* Exercise instructions *
Return exactly the span of lines in the following data that opens with the line containing "use sentinel_core::TenantId;" and closes with the line containing "fn parse(s: &str)". Include nothing else.

* Source data *

——

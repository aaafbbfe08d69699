//! Workflow state — the single mutable object threaded through the pipeline.

use std::collections::HashMap;

use serde::{Deserialize, Serialize};

use crate::artifact::Artifact;

/// Default data cursor when no stage has produced output yet.
pub const DEFAULT_DATA_LOCATOR: &str = "data/sales_data.csv";
/// Default format tag for the initial cursor.
pub const DEFAULT_DATA_FORMAT: &str = "csv";

/// Mutable pipeline state, owned exclusively by the orchestrator task.
///
/// `artifacts` is append-only within a run: stage runners and voting rounds
/// push records but never replace or remove them.
#[derive(Debug, Clone, Serialize, Deserialize)]
pub struct WorkflowState {
    /// Original instruction.
    pub task: String,
    /// Task augmented with accumulated feedback (rewritten each round).
    pub refined_task: String,
    /// Ordered sequence of all artifacts produced so far.
    pub artifacts: Vec<Artifact>,
    /// Number of completed voting rounds.
    pub round: u32,
    /// Terminal flag set by the voting round.
    pub consensus_reached: bool,
    /// Logical stage name → discovered capability id. Empty map is valid
    /// (fallback mode).
    pub capabilities: HashMap<String, String>,
    /// Text injected into the next round's refinement stage. Overwritten
    /// each round.
    pub feedback_summary: String,
    /// One gap summary per completed round, append-only. Drives escalation
    /// detection.
    pub feedback_history: Vec<String>,
    /// Times escalation has fired this run.
    pub escalation_count: u32,
    /// Cursor pointing at the latest stage output.
    pub current_data_locator: String,
    /// Format tag for the cursor.
    pub current_format: String,
    /// Stage name → output locator, audit only. Control logic never reads it.
    pub metadata: HashMap<String, String>,
}

impl WorkflowState {
    /// Fresh state for a new pipeline run.
    pub fn new(task: impl Into<String>) -> Self {
        Self {
            task: task.into(),
            refined_task: String::new(),
            artifacts: Vec::new(),
            round: 0,
            consensus_reached: false,
            capabilities: HashMap::new(),
            feedback_summary: String::new(),
            feedback_history: Vec::new(),
            escalation_count: 0,
            current_data_locator: DEFAULT_DATA_LOCATOR.to_string(),
            current_format: DEFAULT_DATA_FORMAT.to_string(),
            metadata: HashMap::new(),
        }
    }

    /// Override the initial data cursor.
    pub fn with_data_cursor(mut self, locator: impl Into<String>, format: impl Into<String>) -> Self {
        self.current_data_locator = locator.into();
        self.current_format = format.into();
        self
    }

    /// Append an artifact, advancing the data cursor when it carries one.
    pub fn push_artifact(&mut self, artifact: Artifact) {
        if let Some(locator) = &artifact.output_locator {
            self.current_data_locator = locator.clone();
            if let Some(format) = &artifact.output_format {
                self.current_format = format.clone();
            }
            self.metadata.insert(artifact.name.clone(), locator.clone());
        }
        self.artifacts.push(artifact);
    }

    /// The most recent artifact, if any.
    pub fn last_artifact(&self) -> Option<&Artifact> {
        self.artifacts.last()
    }

    /// Discovered capability for a logical stage, if any.
    pub fn capability(&self, stage: &str) -> Option<&str> {
        self.capabilities.get(stage).map(String::as_str)
    }
}

#[cfg(test)]
mod tests {
    use super::*;

    #[test]
    fn test_new_defaults() {
        let s = WorkflowState::new("build pipeline");
        assert_eq!(s.round, 0);
        assert!(!s.consensus_reached);
        assert!(s.artifacts.is_empty());
        assert_eq!(s.current_data_locator, DEFAULT_DATA_LOCATOR);
        assert_eq!(s.current_format, DEFAULT_DATA_FORMAT);
        assert_eq!(s.escalation_count, 0);
    }

    #[test]
    fn test_push_without_cursor_keeps_locator() {
        let mut s = WorkflowState::new("t");
        s.push_artifact(Artifact::new("refine", "", "r"));
        assert_eq!(s.artifacts.len(), 1);
        assert_eq!(s.current_data_locator, DEFAULT_DATA_LOCATOR);
        assert!(s.metadata.is_empty());
    }

    #[test]
    fn test_push_with_cursor_advances_and_records_metadata() {
        let mut s = WorkflowState::new("t");
        s.push_artifact(Artifact::new("ingest", "", "loaded").with_output("data/raw.parquet", "parquet"));
        assert_eq!(s.current_data_locator, "data/raw.parquet");
        assert_eq!(s.current_format, "parquet");
        assert_eq!(s.metadata.get("ingest").map(String::as_str), Some("data/raw.parquet"));
    }

    #[test]
    fn test_artifacts_append_only_ordering() {
        let mut s = WorkflowState::new("t");
        for name in ["refine", "ingest", "clean", "transform"] {
            let before = s.artifacts.len();
            s.push_artifact(Artifact::new(name, "", ""));
            assert_eq!(s.artifacts.len(), before + 1);
        }
        let names: Vec<&str> = s.artifacts.iter().map(|a| a.name.as_str()).collect();
        assert_eq!(names, ["refine", "ingest", "clean", "transform"]);
    }

    #[test]
    fn test_capability_lookup() {
        let mut s = WorkflowState::new("t");
        assert!(s.capability("ingest").is_none());
        s.capabilities.insert("ingest".into(), "load_csv".into());
        assert_eq!(s.capability("ingest"), Some("load_csv"));
    }

    #[test]
    fn test_with_data_cursor() {
        let s = WorkflowState::new("t").with_data_cursor("data/orders.json", "json");
        assert_eq!(s.current_data_locator, "data/orders.json");
        assert_eq!(s.current_format, "json");
    }
}
// SPDX-License-Identifier: MIT OR Apache-2.0

//! Sync state repository (C9): one row per (tenant, provider), serialized
//! through the row itself — `start` is conditional on `status != 'syncing'`
//! so two concurrent schedulers racing the same pair can't both begin.

use chrono::{DateTime, Utc};
use sqlx::{Postgres, Row, Transaction};

use crate::errors::{AppError, AppResult};
use sentinel_core::TenantId;

/// Sync status for one (tenant, provider) pair.
#[derive(Debug, Clone, Copy, PartialEq, Eq)]
pub enum SyncStatus {
    Idle,
    Syncing,
    Failed,
}

impl SyncStatus {
    fn as_str(self) -> &'static str {
        match self {
            Self::Idle => "idle",
            Self::Syncing => "syncing",
            Self::Failed => "failed",
        }
    }

    fn parse(s: &str) -> AppResult<Self> {
        match s {
            "idle" => Ok(Self::Idle),
            "syncing" => Ok(Self::Syncing),
            "failed" => Ok(Self::Failed),
            other => Err(AppError::internal(format!("unknown sync status {other:?} in database"))),
        }
    }
}

/// A sync state row (spec §3/§4.9).
#[derive(Debug, Clone)]
pub struct SyncState {
    pub user_id: TenantId,
    pub provider: String,
    pub status: SyncStatus,
    pub delta_token: Option<String>,
    pub consecutive_failures: i32,
    pub next_run_at: DateTime<Utc>,
    pub last_full_sync_at: Option<DateTime<Utc>>,
    pub last_incremental_sync_at: Option<DateTime<Utc>>,
    pub last_error: Option<String>,
}

const SELECT_COLUMNS: &str = r"
SELECT user_id, provider, status, delta_token, consecutive_failures, next_run_at,
       last_full_sync_at, last_incremental_sync_at, last_error";

/// Fetch the row, creating an idle one with `next_run_at = now()` on first
/// reference so callers never have to special-case "no row yet".
pub async fn get_or_create(tx: &mut Transaction<'_, Postgres>, user_id: TenantId, provider: &str) -> AppResult<SyncState> {
    sqlx::query(
        r"
        INSERT INTO sync_state (user_id, provider, status, consecutive_failures, next_run_at)
        VALUES ($1, $2, 'idle', 0, now())
        ON CONFLICT (user_id, provider) DO NOTHING
        ",
    )
    .bind(user_id.as_uuid())
    .bind(provider)
    .execute(&mut **tx)
    .await
    .map_err(|e| AppError::database(format!("failed to seed sync state: {e}")))?;

    let row = sqlx::query(&format!("{SELECT_COLUMNS} FROM sync_state WHERE user_id = $1 AND provider = $2"))
        .bind(user_id.as_uuid())
        .bind(provider)
        .fetch_one(&mut **tx)
        .await
        .map_err(|e| AppError::database(format!("failed to fetch sync state: {e}")))?;

    row_to_state(&row)
}

/// `start(tenant, provider)`: precondition `status != syncing`. Returns
/// [`AppError::sync_conflict`] if another run already claimed this pair.
pub async fn start(tx: &mut Transaction<'_, Postgres>, user_id: TenantId, provider: &str) -> AppResult<()> {
    let result = sqlx::query(
        "UPDATE sync_state SET status = 'syncing' WHERE user_id = $1 AND provider = $2 AND status != 'syncing'",
    )
    .bind(user_id.as_uuid())
    .bind(provider)
    .execute(&mut **tx)
    .await
    .map_err(|e| AppError::database(format!("failed to start sync: {e}")))?;

    if result.rows_affected() == 0 {
        return Err(AppError::sync_conflict(format!("{provider} sync for {user_id} is already in progress")));
    }
    Ok(())
}

/// `complete(...)`: resets failures, clears error, schedules the next run.
pub async fn complete(
    tx: &mut Transaction<'_, Postgres>,
    user_id: TenantId,
    provider: &str,
    delta_token: Option<&str>,
    is_full: bool,
    next_minutes: i64,
) -> AppResult<()> {
    let column = if is_full { "last_full_sync_at" } else { "last_incremental_sync_at" };
    sqlx::query(&format!(
        r"
        UPDATE sync_state SET
            status = 'idle',
            delta_token = COALESCE($1, delta_token),
            consecutive_failures = 0,
            last_error = NULL,
            next_run_at = now() + ($2 || ' minutes')::interval,
            {column} = now()
        WHERE user_id = $3 AND provider = $4
        "
    ))
    .bind(delta_token)
    .bind(next_minutes.to_string())
    .bind(user_id.as_uuid())
    .bind(provider)
    .execute(&mut **tx)
    .await
    .map_err(|e| AppError::database(format!("failed to complete sync: {e}")))?;
    Ok(())
}

/// `fail(...)`: increments `consecutive_failures`, applies exponential
/// backoff `min(5 * 2^n, 1440)` minutes, and moves to `failed` once
/// `n >= 5` (spec §4.9).
pub async fn fail(tx: &mut Transaction<'_, Postgres>, user_id: TenantId, provider: &str, error_message: &str) -> AppResult<()> {
    let current: i32 = sqlx::query("SELECT consecutive_failures FROM sync_state WHERE user_id = $1 AND provider = $2")
        .bind(user_id.as_uuid())
        .bind(provider)
        .fetch_one(&mut **tx)
        .await
        .map_err(|e| AppError::database(format!("failed to read failure count: {e}")))?
        .get("consecutive_failures");

    let failures = current + 1;
    let backoff = backoff_minutes(failures);
    let status = if failures >= 5 { SyncStatus::Failed } else { SyncStatus::Idle };

    sqlx::query(
        r"
        UPDATE sync_state SET
            status = $1,
            consecutive_failures = $2,
            last_error = $3,
            next_run_at = now() + ($4 || ' minutes')::interval
        WHERE user_id = $5 AND provider = $6
        ",
    )
    .bind(status.as_str())
    .bind(failures)
    .bind(error_message)
    .bind(backoff.to_string())
    .bind(user_id.as_uuid())
    .bind(provider)
    .execute(&mut **tx)
    .await
    .map_err(|e| AppError::database(format!("failed to record sync failure: {e}")))?;
    Ok(())
}

fn row_to_state(row: &sqlx::postgres::PgRow) -> AppResult<SyncState> {
    Ok(SyncState {
        user_id: TenantId::from_uuid(row.get("user_id")),
        provider: row.get("provider"),
        status: SyncStatus::parse(row.get("status"))?,
        delta_token: row.get("delta_token"),
        consecutive_failures: row.get("consecutive_failures"),
        next_run_at: row.get("next_run_at"),
        last_full_sync_at: row.get("last_full_sync_at"),
        last_incremental_sync_at: row.get("last_incremental_sync_at"),
        last_error: row.get("last_error"),
    })
}

/// `min(5 * 2^n, 1440)` as specified by spec §4.9, exposed standalone for
/// unit testing without a database.
#[must_use]
pub fn backoff_minutes(consecutive_failures: i32) -> i64 {
    (5i64.saturating_mul(1i64 << consecutive_failures.min(30))).min(24 * 60)
}
// SPDX-License-Identifier: MIT OR Apache-2.0

//! Composition root: wires every subsystem's `Arc`-held dependencies into
//! one [`Services`] handle. Nothing here owns business logic — it exists so
//! a binary (or a future HTTP layer, out of scope per spec §1) has exactly
//! one place to construct the crate instead of threading six constructors
//! through `main`.

use std::sync::Arc;

use chrono::Duration as ChronoDuration;

use crate::auth::TokenIssuer;
use crate::chat::{ChatStore, HotTier, ObjectStore};
use crate::config::ServerConfig;
use crate::database::Database;
use crate::errors::AppResult;
use crate::kms::{KmsGateway, LocalKmsGateway};
use crate::oauth::{OAuthProviderClient, OAuthVault};
use crate::scheduler::{CalendarTimezoneClient, ChatArchiverJob, ContactSyncJob, ContactsProviderClient, HealthCheckJob, Scheduler, TimezoneSyncJob, TokenRefreshJob};
use crate::sync::SyncOrchestrator;

/// External collaborators a binary must supply at startup because their
/// wire-level implementation is out of scope for this crate (spec §1): the
/// provider token endpoint, the contacts and calendar APIs, and the cold
/// chat tier's object store.
pub struct ExternalClients {
    pub google_oauth: Arc<dyn OAuthProviderClient>,
    pub contacts: Arc<dyn ContactsProviderClient>,
    pub calendar_timezone: Arc<dyn CalendarTimezoneClient>,
    pub cold_store: Arc<dyn ObjectStore>,
}

/// Every long-lived subsystem, constructed once at startup and cloned
/// (cheaply, via `Arc`) into whatever calls into the crate.
pub struct Services {
    pub database: Arc<Database>,
    pub kms: Arc<dyn KmsGateway>,
    pub token_issuer: TokenIssuer,
    pub oauth_vault: Arc<OAuthVault>,
    pub chat_store: Arc<ChatStore>,
    pub sync_orchestrator: Arc<SyncOrchestrator>,
    pub scheduler: Arc<Scheduler>,
}

impl Services {
    /// Build every subsystem from `config` and the caller-supplied external
    /// collaborators, and register the standing set of scheduled jobs
    /// (spec §4.8). Does not start the scheduler — call
    /// [`Scheduler::start`] once the caller is ready to run in the
    /// background.
    pub async fn bootstrap(config: &ServerConfig, kms_master_key: [u8; 32], clients: ExternalClients) -> AppResult<Arc<Self>> {
        let database = Arc::new(Database::connect(&config.database.url, config.database.max_connections).await?);
        let kms: Arc<dyn KmsGateway> = Arc::new(LocalKmsGateway::new(kms_master_key));
        let token_issuer = TokenIssuer::new(&config.auth);

        let hot = HotTier::connect(&config.chat_store.hot_cache_url, config.chat_store.hot_window_days, 200).await?;
        let chat_store = Arc::new(ChatStore::new(
            Arc::clone(&database),
            Arc::clone(&kms),
            hot,
            Arc::clone(&clients.cold_store),
            config.chat_store.archive_window_days,
        ));

        let oauth_vault = Arc::new(OAuthVault::new(
            Arc::clone(&database),
            Arc::clone(&kms),
            Arc::clone(&clients.google_oauth),
            ChronoDuration::minutes(10),
        ));

        let sync_orchestrator = Arc::new(SyncOrchestrator::new(Arc::clone(&database)));

        let scheduler = Arc::new(
            Scheduler::new()
                .register(Arc::new(ContactSyncJob::new(
                    Arc::clone(&database),
                    Arc::clone(&oauth_vault),
                    Arc::clone(&sync_orchestrator),
                    Arc::clone(&clients.contacts),
                    "google",
                )))
                .register(Arc::new(TokenRefreshJob::new(Arc::clone(&database), Arc::clone(&oauth_vault), vec!["google"], ChronoDuration::minutes(10))))
                .register(Arc::new(TimezoneSyncJob::new(Arc::clone(&database), Arc::clone(&oauth_vault), Arc::clone(&clients.calendar_timezone), "google")))
                .register(Arc::new(ChatArchiverJob::new(Arc::clone(&database), Arc::clone(&chat_store))))
                .register(Arc::new(HealthCheckJob::new())),
        );

        Ok(Arc::new(Self {
            database,
            kms,
            token_issuer,
            oauth_vault,
            chat_store,
            sync_orchestrator,
            scheduler,
        }))
    }
}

——

* Written response *
use sentinel_core::TenantId;

/// Sync status for one (tenant, provider) pair.
#[derive(Debug, Clone, Copy, PartialEq, Eq)]
pub enum SyncStatus {
    Idle,
    Syncing,
    Failed,
}

impl SyncStatus {
    fn as_str(self) -> &'static str {
        match self {
            Self::Idle => "idle",
            Self::Syncing => "syncing",
            Self::Failed => "failed",
        }
    }

    fn parse(s: &str) -> AppResult<Self> {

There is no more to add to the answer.